• _Requirement_: A faithful, complete copy of the records is required.

• _Task inputs_:

//! Canonical value encoding.
//!
//! Every value persisted by the primitives goes through this module first.
//! The canonical form is JSON with object keys sorted lexicographically at
//! every nesting level and all non-ASCII characters escaped as `\uXXXX`, so
//! that equal values always produce byte-identical encodings. Fingerprints
//! and Bloom filter bit offsets depend on this determinism.

use std::collections::BTreeMap;

use serde::de::DeserializeOwned;
use serde::Serialize;
use serde_json::Value;

use crate::error::{Error, Result};

/// Encode a value into its canonical textual form.
///
/// # Errors
///
/// Returns [`Error::Encoding`] if the value is not representable as JSON
/// (for example a map with non-string keys).
pub fn encode<T: Serialize>(value: &T) -> Result<String> {
    let value = serde_json::to_value(value).map_err(|e| Error::Encoding(e.to_string()))?;
    Ok(encode_value(&value))
}

/// Encode an already-converted [`Value`]. Infallible.
#[must_use]
pub fn encode_value(value: &Value) -> String {
    let mut out = String::new();
    write_value(value, &mut out);
    out
}

/// Decode a canonically encoded value.
///
/// # Errors
///
/// Returns [`Error::Encoding`] if the input is not valid JSON or does not
/// deserialize into `T`.
pub fn decode<T: DeserializeOwned>(raw: &str) -> Result<T> {
    serde_json::from_str(raw).map_err(|e| Error::Encoding(e.to_string()))
}

fn write_value(value: &Value, out: &mut String) {
    match value {
        Value::Null => out.push_str("null"),
        Value::Bool(true) => out.push_str("true"),
        Value::Bool(false) => out.push_str("false"),
        Value::Number(n) => out.push_str(&n.to_string()),
        Value::String(s) => write_string(s, out),
        Value::Array(items) => {
            out.push('[');
            for (i, item) in items.iter().enumerate() {
                if i > 0 {
                    out.push(',');
                }
                write_value(item, out);
            }
            out.push(']');
        }
        Value::Object(map) => {
            // Re-keying through a BTreeMap gives the sorted iteration order.
            let sorted: BTreeMap<&String, &Value> = map.iter().collect();
            out.push('{');
            for (i, (key, item)) in sorted.into_iter().enumerate() {
                if i > 0 {
                    out.push(',');
                }
                write_string(key, out);
                out.push(':');
                write_value(item, out);
            }
            out.push('}');
        }
    }
}

fn write_string(s: &str, out: &mut String) {
    out.push('"');
    for c in s.chars() {
        match c {
            '"' => out.push_str("\\\""),
            '\\' => out.push_str("\\\\"),
            '\u{08}' => out.push_str("\\b"),
            '\u{0C}' => out.push_str("\\f"),
            '\n' => out.push_str("\\n"),
            '\r' => out.push_str("\\r"),
            '\t' => out.push_str("\\t"),
            c if (c as u32) < 0x20 => out.push_str(&format!("\\u{:04x}", c as u32)),
            c if c.is_ascii() => out.push(c),
            c => {
                // Characters above the BMP escape as a surrogate pair.
                let mut buf = [0u16; 2];
                for unit in c.encode_utf16(&mut buf) {
                    out.push_str(&format!("\\u{unit:04x}"));
                }
            }
        }
    }
    out.push('"');
}

#[cfg(test)]
mod tests {
    use serde_json::json;

    use super::*;

    #[test]
    fn object_keys_are_sorted() {
        let value = json!({"zebra": 1, "apple": 2, "mango": 3});
        assert_eq!(encode_value(&value), r#"{"apple":2,"mango":3,"zebra":1}"#);
    }

    #[test]
    fn nested_objects_sort_at_every_level() {
        let value = json!({"outer": {"b": 1, "a": 2}, "also": [{"z": 0, "y": 1}]});
        assert_eq!(
            encode_value(&value),
            r#"{"also":[{"y":1,"z":0}],"outer":{"a":2,"b":1}}"#
        );
    }

    #[test]
    fn non_ascii_escapes_to_u_sequences() {
        let value = json!("héllo");
        assert_eq!(encode_value(&value), "\"h\\u00e9llo\"");
    }

    #[test]
    fn astral_characters_escape_as_surrogate_pairs() {
        let value = json!("🎉");
        assert_eq!(encode_value(&value), "\"\\ud83c\\udf89\"");
    }

    #[test]
    fn control_characters_escape() {
        let value = json!("a\nb\u{01}c");
        assert_eq!(encode_value(&value), "\"a\\nb\\u0001c\"");
    }

    #[test]
    fn round_trip_preserves_values() {
        let original = json!({
            "name": "café",
            "count": 42,
            "nested": {"flag": true, "items": [1, 2.5, null]},
        });
        let encoded = encode(&original).unwrap();
        let decoded: serde_json::Value = decode(&encoded).unwrap();
        assert_eq!(decoded, original);
    }

    #[test]
    fn equal_values_encode_identically() {
        let a = json!({"x": 1, "y": 2});
        let b = json!({"y": 2, "x": 1});
        assert_eq!(encode_value(&a), encode_value(&b));
    }

    #[test]
    fn non_string_map_keys_are_rejected() {
        let mut map = std::collections::HashMap::new();
        map.insert(vec![1u8], "value");
        assert!(matches!(encode(&map), Err(Error::Encoding(_))));
    }
}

• _Result of this task_:
//! Canonical value encoding.
//!
//! Every value persisted by the primitives goes through this module first.
//! The canonical form is JSON with object keys sorted lexicographically at
//! every nesting level and all non-ASCII characters escaped as `\uXXXX`, so
//! that equal values always produce byte-identical encodings. Fingerprints
//! and Bloom filter bit offsets depend on this determinism.

use std::collections::BTreeMap;

use serde::de::DeserializeOwned;
use serde::Serialize;
use serde_json::Value;

use crate::error::{Error, Result};

/// Encode a value into its canonical textual form.
///
/// # Errors
///
/// Returns [`Error::Encoding`] if the value is not representable as JSON
/// (for example a map with non-string keys).
pub fn encode<T: Serialize>(value: &T) -> Result<String> {
    let value = serde_json::to_value(value).map_err(|e| Error::Encoding(e.to_string()))?;
    Ok(encode_value(&value))
}

/// Encode an already-converted [`Value`]. Infallible.
#[must_use]
pub fn encode_value(value: &Value) -> String {
    let mut out = String::new();
    write_value(value, &mut out);
    out
}

/// Decode a canonically encoded value.
///
/// # Errors
///
/// Returns [`Error::Encoding`] if the input is not valid JSON or does not
/// deserialize into `T`.
pub fn decode<T: DeserializeOwned>(raw: &str) -> Result<T> {
    serde_json::from_str(raw).map_err(|e| Error::Encoding(e.to_string()))
}

fn write_value(value: &Value, out: &mut String) {
    match value {
        Value::Null => out.push_str("null"),
        Value::Bool(true) => out.push_str("true"),
        Value::Bool(false) => out.push_str("false"),
        Value::Number(n) => out.push_str(&n.to_string()),
        Value::String(s) => write_string(s, out),
        Value::Array(items) => {
            out.push('[');
            for (i, item) in items.iter().enumerate() {
                if i > 0 {
                    out.push(',');
                }
                write_value(item, out);
            }
            out.push(']');
        }
        Value::Object(map) => {
            // Re-keying through a BTreeMap gives the sorted iteration order.
            let sorted: BTreeMap<&String, &Value> = map.iter().collect();
            out.push('{');
            for (i, (key, item)) in sorted.into_iter().enumerate() {
                if i > 0 {
                    out.push(',');
                }
                write_string(key, out);
                out.push(':');
                write_value(item, out);
            }
            out.push('}');
        }
    }
}

fn write_string(s: &str, out: &mut String) {
    out.push('"');
    for c in s.chars() {
        match c {
            '"' => out.push_str("\\\""),
            '\\' => out.push_str("\\\\"),
            '\u{08}' => out.push_str("\\b"),
            '\u{0C}' => out.push_str("\\f"),
            '\n' => out.push_str("\\n"),
            '\r' => out.push_str("\\r"),
            '\t' => out.push_str("\\t"),
            c if (c as u32) < 0x20 => out.push_str(&format!("\\u{:04x}", c as u32)),
            c if c.is_ascii() => out.push(c),
            c => {
                // Characters above the BMP escape as a surrogate pair.
                let mut buf = [0u16; 2];
                for unit in c.encode_utf16(&mut buf) {
                    out.push_str(&format!("\\u{unit:04x}"));
                }
            }
        }
    }
    out.push('"');
}

#[cfg(test)]
mod tests {
    use serde_json::json;

    use super::*;

    #[test]
    fn object_keys_are_sorted() {
        let value = json!({"zebra": 1, "apple": 2, "mango": 3});
        assert_eq!(encode_value(&value), r#"{"apple":2,"mango":3,"zebra":1}"#);
    }

    #[test]
    fn nested_objects_sort_at_every_level() {
        let value = json!({"outer": {"b": 1, "a": 2}, "also": [{"z": 0, "y": 1}]});
        assert_eq!(
            encode_value(&value),
            r#"{"also":[{"y":1,"z":0}],"outer":{"a":2,"b":1}}"#
        );
    }

    #[test]
    fn non_ascii_escapes_to_u_sequences() {
        let value = json!("héllo");
        assert_eq!(encode_value(&value), "\"h\\u00e9llo\"");
    }

    #[test]
    fn astral_characters_escape_as_surrogate_pairs() {
        let value = json!("🎉");
        assert_eq!(encode_value(&value), "\"\\ud83c\\udf89\"");
    }

    #[test]
    fn control_characters_escape() {
        let value = json!("a\nb\u{01}c");
        assert_eq!(encode_value(&value), "\"a\\nb\\u0001c\"");
    }

    #[test]
    fn round_trip_preserves_values() {
        let original = json!({
            "name": "café",
            "count": 42,
            "nested": {"flag": true, "items": [1, 2.5, null]},
        });
        let encoded = encode(&original).unwrap();
        let decoded: serde_json::Value = decode(&encoded).unwrap();
        assert_eq!(decoded, original);
    }

    #[test]
    fn equal_values_encode_identically() {
        let a = json!({"x": 1, "y": 2});
        let b = json!({"y": 2, "x": 1});
        assert_eq!(encode_value(&a), encode_value(&b));
    }

    #[test]
    fn non_string_map_keys_are_rejected() {
        let mut map = std::collections::HashMap::new();
        map.insert(vec![1u8], "value");
        assert!(matches!(encode(&map), Err(Error::Encoding(_))));
    }
}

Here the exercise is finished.